**AIM OF THE TASK:**
Across the listing below, how many lines include the string "entries"? Reply with the number alone.

**RECORDS SHOWN:**
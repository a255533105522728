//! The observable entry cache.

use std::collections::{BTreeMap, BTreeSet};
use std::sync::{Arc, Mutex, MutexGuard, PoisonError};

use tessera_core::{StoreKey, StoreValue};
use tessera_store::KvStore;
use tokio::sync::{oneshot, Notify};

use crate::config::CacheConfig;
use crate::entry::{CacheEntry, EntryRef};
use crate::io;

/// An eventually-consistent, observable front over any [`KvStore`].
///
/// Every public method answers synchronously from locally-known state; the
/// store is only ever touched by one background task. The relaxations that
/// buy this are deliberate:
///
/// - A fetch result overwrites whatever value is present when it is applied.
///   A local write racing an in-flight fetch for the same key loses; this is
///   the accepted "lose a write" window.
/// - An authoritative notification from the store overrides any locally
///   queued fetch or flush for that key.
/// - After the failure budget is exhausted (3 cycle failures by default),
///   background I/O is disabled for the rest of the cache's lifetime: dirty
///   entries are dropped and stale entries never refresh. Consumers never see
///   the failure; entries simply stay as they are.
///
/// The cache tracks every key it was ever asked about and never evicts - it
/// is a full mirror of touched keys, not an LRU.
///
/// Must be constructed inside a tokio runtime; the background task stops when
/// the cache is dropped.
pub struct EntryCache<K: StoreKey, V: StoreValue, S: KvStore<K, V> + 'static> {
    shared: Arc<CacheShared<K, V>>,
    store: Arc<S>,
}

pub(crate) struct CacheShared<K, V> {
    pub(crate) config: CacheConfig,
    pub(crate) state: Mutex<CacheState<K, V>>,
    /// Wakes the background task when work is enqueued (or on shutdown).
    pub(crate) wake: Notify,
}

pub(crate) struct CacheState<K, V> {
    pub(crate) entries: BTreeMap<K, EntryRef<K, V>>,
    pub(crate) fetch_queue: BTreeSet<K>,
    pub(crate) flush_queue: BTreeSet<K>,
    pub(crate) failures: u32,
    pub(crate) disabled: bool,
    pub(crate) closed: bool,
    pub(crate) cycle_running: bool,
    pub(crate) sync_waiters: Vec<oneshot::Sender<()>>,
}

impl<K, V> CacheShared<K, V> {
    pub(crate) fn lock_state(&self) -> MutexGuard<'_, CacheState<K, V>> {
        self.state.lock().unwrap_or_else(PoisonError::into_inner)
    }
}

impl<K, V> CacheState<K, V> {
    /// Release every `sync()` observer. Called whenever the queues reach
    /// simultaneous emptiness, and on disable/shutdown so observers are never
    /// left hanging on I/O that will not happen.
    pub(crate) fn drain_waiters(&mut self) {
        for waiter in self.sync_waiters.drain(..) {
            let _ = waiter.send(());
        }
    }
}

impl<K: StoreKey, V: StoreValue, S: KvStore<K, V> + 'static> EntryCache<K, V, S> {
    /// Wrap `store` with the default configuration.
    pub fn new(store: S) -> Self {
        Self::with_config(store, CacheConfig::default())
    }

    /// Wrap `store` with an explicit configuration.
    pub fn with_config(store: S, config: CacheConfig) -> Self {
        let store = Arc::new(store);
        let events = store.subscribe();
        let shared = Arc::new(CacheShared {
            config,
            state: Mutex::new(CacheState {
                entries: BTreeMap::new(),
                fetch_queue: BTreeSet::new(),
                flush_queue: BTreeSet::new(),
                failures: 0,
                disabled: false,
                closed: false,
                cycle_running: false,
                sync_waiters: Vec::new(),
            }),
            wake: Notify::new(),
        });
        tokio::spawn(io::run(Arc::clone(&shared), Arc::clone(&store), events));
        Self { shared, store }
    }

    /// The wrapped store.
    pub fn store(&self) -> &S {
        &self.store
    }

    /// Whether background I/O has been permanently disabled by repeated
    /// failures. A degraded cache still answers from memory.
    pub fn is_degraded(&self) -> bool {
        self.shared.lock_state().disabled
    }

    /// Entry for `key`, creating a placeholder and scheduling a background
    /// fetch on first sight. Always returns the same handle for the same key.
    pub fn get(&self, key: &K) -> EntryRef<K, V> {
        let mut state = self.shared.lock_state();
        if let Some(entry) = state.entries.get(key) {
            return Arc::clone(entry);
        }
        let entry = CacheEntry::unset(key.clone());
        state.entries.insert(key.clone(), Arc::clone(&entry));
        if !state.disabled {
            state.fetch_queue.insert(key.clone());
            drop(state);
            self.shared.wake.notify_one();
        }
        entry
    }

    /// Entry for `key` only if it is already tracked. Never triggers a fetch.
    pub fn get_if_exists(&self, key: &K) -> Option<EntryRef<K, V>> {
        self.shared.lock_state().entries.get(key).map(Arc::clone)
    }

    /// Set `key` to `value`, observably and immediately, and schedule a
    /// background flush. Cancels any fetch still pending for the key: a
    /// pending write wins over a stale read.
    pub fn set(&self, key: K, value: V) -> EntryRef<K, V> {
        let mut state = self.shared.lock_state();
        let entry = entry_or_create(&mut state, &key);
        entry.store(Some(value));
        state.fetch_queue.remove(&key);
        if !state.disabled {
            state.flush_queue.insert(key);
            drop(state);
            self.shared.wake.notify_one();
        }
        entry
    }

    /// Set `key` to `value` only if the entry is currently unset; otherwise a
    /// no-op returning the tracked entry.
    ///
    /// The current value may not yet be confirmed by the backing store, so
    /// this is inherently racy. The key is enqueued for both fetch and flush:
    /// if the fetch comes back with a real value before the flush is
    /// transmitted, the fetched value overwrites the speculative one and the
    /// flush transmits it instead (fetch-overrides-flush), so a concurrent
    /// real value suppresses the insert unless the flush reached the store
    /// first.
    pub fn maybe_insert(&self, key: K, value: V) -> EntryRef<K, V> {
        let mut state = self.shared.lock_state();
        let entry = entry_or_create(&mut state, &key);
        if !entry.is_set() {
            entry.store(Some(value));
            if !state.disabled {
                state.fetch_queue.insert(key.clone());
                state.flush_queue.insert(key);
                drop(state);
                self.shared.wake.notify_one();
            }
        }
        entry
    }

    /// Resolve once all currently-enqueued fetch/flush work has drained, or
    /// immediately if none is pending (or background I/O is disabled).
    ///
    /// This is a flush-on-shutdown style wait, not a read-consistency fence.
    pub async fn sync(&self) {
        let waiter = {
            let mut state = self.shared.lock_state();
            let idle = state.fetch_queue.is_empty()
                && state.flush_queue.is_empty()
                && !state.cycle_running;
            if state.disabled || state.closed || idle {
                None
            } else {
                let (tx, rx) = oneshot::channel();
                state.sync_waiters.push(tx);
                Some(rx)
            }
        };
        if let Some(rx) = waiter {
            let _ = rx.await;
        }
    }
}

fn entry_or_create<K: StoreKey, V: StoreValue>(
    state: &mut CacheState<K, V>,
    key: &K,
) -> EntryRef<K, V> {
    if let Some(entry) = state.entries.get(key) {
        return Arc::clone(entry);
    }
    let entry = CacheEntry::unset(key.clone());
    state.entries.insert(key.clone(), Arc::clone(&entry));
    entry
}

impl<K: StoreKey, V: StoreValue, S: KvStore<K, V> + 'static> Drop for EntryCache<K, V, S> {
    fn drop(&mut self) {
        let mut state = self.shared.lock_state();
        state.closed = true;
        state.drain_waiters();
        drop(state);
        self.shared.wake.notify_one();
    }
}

**RESPONSE FOR THIS EXERCISE:**
9